Stored data entries:
━━━━━━━━━━

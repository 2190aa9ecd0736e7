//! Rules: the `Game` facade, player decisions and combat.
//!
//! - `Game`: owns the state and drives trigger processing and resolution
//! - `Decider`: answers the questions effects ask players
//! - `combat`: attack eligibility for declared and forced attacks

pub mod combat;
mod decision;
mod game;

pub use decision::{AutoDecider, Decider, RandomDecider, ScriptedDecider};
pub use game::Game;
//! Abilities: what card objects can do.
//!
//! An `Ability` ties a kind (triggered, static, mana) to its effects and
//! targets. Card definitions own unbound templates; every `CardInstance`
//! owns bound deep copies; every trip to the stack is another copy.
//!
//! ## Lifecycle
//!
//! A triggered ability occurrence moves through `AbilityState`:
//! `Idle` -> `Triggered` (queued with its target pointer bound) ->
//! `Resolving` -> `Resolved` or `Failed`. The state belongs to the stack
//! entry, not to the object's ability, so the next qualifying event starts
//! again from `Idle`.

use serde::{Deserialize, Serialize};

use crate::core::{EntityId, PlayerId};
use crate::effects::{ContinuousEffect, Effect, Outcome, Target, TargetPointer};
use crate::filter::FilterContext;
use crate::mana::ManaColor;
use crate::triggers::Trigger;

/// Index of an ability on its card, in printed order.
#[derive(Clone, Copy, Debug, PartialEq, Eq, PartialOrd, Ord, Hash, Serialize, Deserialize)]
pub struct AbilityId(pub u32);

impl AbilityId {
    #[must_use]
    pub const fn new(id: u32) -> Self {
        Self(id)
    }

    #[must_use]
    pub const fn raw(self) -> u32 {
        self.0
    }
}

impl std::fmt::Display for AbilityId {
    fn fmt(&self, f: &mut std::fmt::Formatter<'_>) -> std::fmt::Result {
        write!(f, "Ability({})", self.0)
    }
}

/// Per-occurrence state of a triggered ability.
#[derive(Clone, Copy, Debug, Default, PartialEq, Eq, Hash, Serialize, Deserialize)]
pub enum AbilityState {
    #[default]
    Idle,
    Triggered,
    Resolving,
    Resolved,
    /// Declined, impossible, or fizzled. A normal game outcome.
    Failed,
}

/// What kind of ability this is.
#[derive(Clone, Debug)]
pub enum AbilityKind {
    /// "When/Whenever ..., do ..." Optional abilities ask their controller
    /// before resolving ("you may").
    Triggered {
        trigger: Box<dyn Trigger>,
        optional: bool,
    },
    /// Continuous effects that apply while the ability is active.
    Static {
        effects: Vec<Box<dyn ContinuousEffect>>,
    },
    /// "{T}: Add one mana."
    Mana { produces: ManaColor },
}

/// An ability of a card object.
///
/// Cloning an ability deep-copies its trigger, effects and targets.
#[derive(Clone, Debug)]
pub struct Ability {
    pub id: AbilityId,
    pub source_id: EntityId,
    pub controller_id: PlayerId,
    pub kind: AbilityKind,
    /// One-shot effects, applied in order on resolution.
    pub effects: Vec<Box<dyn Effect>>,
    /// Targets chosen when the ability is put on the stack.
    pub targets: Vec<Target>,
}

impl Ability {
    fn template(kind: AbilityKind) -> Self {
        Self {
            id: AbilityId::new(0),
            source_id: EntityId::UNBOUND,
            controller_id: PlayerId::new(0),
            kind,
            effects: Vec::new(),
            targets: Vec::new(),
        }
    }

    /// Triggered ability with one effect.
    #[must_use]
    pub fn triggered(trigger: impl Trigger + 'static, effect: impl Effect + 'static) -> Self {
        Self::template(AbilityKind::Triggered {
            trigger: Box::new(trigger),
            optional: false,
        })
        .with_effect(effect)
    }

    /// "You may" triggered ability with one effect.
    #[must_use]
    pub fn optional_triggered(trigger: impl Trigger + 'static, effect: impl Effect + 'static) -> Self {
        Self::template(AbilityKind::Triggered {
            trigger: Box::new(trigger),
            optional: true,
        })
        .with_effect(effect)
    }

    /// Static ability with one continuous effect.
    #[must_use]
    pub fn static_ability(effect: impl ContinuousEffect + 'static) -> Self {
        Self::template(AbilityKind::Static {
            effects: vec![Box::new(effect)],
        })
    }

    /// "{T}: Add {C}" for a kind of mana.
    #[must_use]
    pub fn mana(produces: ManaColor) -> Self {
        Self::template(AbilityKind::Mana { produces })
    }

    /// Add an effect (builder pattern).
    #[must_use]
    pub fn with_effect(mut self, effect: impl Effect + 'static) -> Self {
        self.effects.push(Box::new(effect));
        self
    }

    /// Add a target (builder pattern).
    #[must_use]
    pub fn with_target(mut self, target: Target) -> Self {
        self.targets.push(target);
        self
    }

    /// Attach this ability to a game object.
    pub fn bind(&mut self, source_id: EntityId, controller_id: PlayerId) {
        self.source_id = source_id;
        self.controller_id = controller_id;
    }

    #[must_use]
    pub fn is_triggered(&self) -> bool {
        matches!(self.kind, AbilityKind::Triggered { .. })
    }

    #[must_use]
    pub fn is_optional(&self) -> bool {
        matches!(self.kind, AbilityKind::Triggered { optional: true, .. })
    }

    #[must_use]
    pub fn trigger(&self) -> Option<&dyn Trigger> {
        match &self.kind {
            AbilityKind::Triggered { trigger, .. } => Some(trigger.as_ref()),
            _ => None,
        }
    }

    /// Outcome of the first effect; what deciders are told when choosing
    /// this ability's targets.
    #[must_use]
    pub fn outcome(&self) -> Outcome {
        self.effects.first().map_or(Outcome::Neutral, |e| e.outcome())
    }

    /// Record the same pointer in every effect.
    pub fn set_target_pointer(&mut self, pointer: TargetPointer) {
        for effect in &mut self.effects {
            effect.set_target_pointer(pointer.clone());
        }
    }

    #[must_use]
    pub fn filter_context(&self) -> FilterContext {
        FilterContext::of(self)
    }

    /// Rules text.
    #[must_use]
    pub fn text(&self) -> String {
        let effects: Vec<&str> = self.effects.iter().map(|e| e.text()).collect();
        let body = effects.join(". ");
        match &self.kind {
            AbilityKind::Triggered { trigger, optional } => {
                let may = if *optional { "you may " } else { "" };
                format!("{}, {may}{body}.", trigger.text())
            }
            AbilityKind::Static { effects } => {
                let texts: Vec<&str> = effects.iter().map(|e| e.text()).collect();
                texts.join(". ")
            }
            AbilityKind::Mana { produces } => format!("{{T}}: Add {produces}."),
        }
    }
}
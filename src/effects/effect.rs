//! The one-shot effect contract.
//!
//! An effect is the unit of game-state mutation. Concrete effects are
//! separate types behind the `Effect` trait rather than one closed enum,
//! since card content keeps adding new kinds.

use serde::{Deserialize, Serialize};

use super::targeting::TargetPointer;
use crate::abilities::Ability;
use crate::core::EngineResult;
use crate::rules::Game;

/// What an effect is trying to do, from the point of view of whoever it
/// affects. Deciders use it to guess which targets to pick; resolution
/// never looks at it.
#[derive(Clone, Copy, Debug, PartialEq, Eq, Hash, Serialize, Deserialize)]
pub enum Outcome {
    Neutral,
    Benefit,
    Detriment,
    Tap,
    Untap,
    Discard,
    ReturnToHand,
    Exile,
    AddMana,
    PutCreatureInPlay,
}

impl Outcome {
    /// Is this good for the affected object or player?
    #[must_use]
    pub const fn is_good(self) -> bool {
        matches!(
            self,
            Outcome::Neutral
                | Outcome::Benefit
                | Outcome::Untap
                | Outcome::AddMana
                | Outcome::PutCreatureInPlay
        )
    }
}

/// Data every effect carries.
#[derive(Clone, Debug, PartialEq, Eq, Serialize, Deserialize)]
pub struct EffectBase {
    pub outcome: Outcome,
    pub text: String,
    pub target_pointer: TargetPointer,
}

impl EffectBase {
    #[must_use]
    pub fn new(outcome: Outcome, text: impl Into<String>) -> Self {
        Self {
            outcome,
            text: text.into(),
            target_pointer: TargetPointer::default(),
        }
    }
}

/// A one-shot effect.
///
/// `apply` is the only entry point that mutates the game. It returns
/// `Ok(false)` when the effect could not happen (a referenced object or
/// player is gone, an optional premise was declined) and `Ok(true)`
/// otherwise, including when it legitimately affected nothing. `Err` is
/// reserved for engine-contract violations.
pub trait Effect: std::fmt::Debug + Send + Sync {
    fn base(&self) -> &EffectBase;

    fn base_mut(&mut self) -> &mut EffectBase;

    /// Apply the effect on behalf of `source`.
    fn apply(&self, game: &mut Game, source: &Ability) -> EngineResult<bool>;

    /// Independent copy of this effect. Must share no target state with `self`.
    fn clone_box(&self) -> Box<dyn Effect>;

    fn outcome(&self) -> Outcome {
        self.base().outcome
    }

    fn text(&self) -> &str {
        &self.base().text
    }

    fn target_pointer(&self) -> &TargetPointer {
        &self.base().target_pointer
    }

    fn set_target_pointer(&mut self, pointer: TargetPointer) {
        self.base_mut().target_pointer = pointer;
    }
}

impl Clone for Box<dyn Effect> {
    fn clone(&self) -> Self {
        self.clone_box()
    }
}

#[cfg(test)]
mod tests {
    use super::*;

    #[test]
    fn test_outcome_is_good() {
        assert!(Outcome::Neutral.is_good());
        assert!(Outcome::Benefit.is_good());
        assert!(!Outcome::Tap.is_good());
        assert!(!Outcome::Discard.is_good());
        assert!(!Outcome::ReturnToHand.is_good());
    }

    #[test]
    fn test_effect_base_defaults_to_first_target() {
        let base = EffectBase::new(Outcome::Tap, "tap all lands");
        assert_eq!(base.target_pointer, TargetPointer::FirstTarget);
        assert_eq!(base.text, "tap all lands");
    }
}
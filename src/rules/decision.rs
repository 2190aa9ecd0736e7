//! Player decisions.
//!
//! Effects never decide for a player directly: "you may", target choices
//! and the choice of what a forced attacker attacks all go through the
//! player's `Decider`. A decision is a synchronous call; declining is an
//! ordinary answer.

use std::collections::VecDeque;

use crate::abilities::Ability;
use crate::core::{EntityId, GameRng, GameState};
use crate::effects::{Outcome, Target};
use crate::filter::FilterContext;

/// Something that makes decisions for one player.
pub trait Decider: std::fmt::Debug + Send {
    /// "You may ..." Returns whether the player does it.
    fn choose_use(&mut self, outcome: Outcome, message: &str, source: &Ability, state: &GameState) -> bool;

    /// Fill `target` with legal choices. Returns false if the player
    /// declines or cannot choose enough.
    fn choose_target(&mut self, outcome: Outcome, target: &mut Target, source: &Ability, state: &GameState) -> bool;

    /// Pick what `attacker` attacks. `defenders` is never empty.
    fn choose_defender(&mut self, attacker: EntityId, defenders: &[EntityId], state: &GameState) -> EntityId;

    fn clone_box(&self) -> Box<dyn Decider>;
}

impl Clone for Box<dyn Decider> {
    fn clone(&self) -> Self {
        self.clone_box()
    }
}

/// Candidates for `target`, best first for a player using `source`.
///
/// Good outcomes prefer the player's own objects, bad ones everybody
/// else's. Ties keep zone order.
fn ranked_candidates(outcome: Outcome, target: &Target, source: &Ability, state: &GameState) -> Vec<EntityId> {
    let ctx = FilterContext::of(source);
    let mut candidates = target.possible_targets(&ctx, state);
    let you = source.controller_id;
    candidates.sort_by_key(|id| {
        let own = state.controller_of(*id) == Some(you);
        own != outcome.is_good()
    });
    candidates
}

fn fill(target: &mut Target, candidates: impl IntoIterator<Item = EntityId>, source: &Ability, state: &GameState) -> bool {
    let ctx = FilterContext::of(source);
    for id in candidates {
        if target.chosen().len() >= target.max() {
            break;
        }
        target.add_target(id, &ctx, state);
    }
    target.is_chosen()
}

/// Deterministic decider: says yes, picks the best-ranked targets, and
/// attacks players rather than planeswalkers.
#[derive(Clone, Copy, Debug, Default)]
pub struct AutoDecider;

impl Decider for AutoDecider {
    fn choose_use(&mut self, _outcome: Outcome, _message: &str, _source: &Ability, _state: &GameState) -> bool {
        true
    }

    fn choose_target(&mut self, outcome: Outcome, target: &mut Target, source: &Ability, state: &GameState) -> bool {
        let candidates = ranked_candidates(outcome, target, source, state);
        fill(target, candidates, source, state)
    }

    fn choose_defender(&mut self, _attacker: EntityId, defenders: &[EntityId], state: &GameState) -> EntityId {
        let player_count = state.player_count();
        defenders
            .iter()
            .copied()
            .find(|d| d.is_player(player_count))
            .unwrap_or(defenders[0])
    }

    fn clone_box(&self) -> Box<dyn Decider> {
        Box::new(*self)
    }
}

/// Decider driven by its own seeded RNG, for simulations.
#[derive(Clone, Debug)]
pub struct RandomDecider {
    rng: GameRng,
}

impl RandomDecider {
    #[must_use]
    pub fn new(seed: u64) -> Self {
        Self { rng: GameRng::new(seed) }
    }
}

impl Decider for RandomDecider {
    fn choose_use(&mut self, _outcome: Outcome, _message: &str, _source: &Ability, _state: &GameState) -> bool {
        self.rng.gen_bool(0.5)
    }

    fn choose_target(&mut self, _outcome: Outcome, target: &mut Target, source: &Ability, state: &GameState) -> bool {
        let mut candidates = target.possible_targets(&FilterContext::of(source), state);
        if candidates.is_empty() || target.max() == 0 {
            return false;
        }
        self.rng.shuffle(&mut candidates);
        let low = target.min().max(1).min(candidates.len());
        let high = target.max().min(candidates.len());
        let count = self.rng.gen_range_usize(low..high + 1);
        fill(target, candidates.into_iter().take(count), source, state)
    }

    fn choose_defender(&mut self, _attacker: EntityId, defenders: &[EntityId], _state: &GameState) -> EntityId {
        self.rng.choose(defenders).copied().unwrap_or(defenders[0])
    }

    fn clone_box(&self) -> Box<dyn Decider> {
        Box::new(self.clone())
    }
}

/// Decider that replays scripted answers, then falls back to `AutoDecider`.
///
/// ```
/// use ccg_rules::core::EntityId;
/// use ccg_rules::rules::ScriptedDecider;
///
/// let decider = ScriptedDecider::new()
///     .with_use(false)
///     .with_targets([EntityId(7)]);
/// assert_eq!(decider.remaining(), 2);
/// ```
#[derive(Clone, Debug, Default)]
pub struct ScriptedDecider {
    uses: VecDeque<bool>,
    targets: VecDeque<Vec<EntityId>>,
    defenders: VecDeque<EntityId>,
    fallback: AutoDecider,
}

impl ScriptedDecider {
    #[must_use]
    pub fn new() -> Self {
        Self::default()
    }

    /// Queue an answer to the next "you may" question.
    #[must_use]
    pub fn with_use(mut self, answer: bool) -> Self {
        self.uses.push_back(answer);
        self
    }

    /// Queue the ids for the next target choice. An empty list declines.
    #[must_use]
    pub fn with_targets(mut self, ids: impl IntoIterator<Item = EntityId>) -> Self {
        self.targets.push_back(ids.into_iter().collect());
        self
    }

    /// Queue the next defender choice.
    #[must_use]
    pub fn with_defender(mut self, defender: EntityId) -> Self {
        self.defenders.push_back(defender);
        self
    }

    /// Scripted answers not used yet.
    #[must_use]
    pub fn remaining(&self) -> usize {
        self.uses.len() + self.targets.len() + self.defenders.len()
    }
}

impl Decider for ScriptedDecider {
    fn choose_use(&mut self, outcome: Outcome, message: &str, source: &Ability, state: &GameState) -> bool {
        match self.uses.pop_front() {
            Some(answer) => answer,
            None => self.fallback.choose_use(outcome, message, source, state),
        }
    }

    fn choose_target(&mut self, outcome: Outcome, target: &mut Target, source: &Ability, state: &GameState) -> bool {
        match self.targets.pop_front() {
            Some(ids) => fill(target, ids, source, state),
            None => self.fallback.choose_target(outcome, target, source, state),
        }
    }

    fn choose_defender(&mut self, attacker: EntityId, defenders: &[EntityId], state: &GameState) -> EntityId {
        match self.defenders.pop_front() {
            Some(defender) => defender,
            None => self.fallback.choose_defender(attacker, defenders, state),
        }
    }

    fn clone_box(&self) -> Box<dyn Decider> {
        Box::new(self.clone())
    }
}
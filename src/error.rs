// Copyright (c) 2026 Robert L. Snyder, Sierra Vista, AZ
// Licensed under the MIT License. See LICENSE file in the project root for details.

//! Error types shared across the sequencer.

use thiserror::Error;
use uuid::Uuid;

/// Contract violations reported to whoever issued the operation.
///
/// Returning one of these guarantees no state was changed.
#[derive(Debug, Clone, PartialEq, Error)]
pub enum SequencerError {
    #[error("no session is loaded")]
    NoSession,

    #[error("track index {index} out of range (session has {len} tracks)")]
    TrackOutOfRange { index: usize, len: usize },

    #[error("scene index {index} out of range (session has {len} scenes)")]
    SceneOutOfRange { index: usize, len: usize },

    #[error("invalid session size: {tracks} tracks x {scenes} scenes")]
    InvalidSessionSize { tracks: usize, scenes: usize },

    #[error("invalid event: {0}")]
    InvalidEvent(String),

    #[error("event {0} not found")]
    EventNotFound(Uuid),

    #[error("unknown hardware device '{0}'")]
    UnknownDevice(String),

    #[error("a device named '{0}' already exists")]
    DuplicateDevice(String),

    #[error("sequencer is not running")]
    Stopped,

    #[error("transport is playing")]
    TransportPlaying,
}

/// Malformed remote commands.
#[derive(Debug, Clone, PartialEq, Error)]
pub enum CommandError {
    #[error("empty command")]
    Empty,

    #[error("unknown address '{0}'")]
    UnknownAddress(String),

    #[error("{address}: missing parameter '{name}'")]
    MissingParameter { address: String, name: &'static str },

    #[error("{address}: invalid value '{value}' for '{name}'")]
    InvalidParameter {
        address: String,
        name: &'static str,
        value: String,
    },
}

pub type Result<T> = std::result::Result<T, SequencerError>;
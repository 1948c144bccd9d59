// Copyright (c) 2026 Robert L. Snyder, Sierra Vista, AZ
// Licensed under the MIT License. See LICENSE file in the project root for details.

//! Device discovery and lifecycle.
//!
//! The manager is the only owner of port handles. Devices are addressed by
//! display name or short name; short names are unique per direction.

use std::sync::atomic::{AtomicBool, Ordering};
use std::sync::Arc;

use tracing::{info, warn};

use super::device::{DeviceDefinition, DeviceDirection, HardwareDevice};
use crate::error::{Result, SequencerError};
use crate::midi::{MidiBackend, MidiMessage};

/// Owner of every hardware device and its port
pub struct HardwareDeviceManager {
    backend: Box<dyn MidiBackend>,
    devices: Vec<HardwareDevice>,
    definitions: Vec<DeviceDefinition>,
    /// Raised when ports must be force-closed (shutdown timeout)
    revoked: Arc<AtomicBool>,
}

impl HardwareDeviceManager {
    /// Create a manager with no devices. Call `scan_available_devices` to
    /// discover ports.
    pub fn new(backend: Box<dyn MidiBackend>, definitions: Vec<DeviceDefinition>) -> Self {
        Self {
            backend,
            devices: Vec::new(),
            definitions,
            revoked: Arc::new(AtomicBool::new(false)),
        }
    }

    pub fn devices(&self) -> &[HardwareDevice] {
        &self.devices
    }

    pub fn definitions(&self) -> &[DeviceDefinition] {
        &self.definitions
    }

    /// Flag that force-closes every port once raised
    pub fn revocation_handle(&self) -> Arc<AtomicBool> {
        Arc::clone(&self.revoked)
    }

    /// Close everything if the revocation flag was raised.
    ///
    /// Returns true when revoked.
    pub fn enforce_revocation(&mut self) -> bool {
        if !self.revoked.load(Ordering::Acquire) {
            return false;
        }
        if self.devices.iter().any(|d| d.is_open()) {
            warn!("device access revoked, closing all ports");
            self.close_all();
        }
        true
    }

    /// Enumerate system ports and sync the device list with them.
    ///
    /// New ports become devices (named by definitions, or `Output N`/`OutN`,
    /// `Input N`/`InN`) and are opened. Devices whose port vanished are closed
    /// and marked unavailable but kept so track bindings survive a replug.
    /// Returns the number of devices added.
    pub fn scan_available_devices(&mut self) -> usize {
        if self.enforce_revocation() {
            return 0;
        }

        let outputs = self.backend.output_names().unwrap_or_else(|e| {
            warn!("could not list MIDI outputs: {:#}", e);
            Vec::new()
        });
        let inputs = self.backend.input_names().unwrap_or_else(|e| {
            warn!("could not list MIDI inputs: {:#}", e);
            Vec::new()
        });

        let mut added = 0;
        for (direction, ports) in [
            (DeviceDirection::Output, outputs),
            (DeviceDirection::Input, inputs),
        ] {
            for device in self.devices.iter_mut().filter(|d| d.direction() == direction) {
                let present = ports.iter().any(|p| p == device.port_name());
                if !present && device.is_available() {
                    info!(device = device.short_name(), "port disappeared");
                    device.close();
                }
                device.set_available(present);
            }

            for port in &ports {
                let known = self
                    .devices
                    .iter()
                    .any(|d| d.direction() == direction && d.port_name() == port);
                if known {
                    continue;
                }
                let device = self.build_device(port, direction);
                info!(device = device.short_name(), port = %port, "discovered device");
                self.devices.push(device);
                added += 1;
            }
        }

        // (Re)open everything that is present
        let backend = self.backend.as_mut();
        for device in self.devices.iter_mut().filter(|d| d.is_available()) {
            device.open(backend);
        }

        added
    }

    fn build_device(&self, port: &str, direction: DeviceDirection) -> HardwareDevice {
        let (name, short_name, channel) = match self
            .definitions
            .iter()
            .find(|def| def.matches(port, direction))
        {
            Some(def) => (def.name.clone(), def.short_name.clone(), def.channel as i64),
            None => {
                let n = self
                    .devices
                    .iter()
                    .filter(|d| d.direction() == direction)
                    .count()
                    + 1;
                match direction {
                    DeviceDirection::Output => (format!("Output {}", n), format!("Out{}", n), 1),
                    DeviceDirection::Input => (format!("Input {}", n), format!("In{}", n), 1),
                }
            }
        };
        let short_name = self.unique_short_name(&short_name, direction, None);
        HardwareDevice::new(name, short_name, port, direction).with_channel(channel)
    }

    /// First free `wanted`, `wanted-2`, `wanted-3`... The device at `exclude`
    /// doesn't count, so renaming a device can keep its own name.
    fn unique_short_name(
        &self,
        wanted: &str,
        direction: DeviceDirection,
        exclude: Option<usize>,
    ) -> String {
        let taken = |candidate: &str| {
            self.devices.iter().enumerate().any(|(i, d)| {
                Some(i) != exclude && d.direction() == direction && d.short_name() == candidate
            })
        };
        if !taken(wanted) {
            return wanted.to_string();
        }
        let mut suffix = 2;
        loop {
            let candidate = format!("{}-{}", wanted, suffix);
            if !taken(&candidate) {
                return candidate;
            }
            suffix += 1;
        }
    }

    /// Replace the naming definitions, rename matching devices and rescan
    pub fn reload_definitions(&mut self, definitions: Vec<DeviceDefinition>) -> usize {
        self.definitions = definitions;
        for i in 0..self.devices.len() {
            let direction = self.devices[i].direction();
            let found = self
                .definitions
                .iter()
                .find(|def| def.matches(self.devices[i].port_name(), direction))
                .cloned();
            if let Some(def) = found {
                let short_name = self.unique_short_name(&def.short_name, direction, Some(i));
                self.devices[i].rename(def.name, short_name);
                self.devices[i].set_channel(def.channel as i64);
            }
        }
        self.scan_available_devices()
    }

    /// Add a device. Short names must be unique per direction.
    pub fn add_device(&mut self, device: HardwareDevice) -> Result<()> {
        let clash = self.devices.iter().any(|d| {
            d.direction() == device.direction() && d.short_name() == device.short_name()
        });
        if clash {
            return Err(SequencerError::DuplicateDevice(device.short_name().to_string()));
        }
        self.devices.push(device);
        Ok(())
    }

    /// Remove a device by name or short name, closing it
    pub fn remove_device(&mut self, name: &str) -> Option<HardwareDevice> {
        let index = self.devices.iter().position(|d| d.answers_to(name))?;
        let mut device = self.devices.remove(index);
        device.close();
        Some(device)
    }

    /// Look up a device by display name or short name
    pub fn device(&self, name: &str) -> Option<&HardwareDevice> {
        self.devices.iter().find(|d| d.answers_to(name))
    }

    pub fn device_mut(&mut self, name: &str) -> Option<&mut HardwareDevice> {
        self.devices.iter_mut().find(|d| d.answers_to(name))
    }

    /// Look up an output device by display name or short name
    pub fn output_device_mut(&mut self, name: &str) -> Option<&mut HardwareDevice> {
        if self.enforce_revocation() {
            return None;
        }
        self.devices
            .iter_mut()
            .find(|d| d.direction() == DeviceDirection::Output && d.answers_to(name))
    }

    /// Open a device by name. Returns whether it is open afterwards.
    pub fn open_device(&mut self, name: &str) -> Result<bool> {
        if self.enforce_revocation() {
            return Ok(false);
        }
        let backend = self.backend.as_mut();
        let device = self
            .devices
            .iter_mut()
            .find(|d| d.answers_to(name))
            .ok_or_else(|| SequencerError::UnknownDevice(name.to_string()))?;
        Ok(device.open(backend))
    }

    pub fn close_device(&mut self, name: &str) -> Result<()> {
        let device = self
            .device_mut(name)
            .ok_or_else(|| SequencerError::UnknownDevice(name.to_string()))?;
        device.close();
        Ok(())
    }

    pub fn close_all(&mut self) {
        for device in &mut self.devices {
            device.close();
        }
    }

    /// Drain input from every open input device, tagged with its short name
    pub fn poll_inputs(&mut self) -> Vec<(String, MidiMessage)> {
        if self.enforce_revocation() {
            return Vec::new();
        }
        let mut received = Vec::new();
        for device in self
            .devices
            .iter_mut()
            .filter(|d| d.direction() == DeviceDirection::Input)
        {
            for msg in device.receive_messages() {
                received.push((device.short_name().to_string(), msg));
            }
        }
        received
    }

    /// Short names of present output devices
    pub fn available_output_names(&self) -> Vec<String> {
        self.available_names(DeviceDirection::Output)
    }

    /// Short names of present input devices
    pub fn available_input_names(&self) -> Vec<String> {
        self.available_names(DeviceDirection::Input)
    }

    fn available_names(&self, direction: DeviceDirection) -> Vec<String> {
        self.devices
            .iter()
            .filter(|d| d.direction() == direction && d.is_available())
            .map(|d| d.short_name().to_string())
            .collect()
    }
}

━━━━━━━━━━

◆ Task ◆
From the opening line of the data above through the line that contains "pub struct AbilityId(pub u32);", please print each line as it stands and only those lines.

◆ Answer area ◆
repository 2190aa9ecd0736e7
//! Rules: the `Game` facade, player decisions and combat.
//!
//! - `Game`: owns the state and drives trigger processing and resolution
//! - `Decider`: answers the questions effects ask players
//! - `combat`: attack eligibility for declared and forced attacks

pub mod combat;
mod decision;
mod game;

pub use decision::{AutoDecider, Decider, RandomDecider, ScriptedDecider};
pub use game::Game;
//! Abilities: what card objects can do.
//!
//! An `Ability` ties a kind (triggered, static, mana) to its effects and
//! targets. Card definitions own unbound templates; every `CardInstance`
//! owns bound deep copies; every trip to the stack is another copy.
//!
//! ## Lifecycle
//!
//! A triggered ability occurrence moves through `AbilityState`:
//! `Idle` -> `Triggered` (queued with its target pointer bound) ->
//! `Resolving` -> `Resolved` or `Failed`. The state belongs to the stack
//! entry, not to the object's ability, so the next qualifying event starts
//! again from `Idle`.

use serde::{Deserialize, Serialize};

use crate::core::{EntityId, PlayerId};
use crate::effects::{ContinuousEffect, Effect, Outcome, Target, TargetPointer};
use crate::filter::FilterContext;
use crate::mana::ManaColor;
use crate::triggers::Trigger;

/// Index of an ability on its card, in printed order.
#[derive(Clone, Copy, Debug, PartialEq, Eq, PartialOrd, Ord, Hash, Serialize, Deserialize)]
pub struct AbilityId(pub u32);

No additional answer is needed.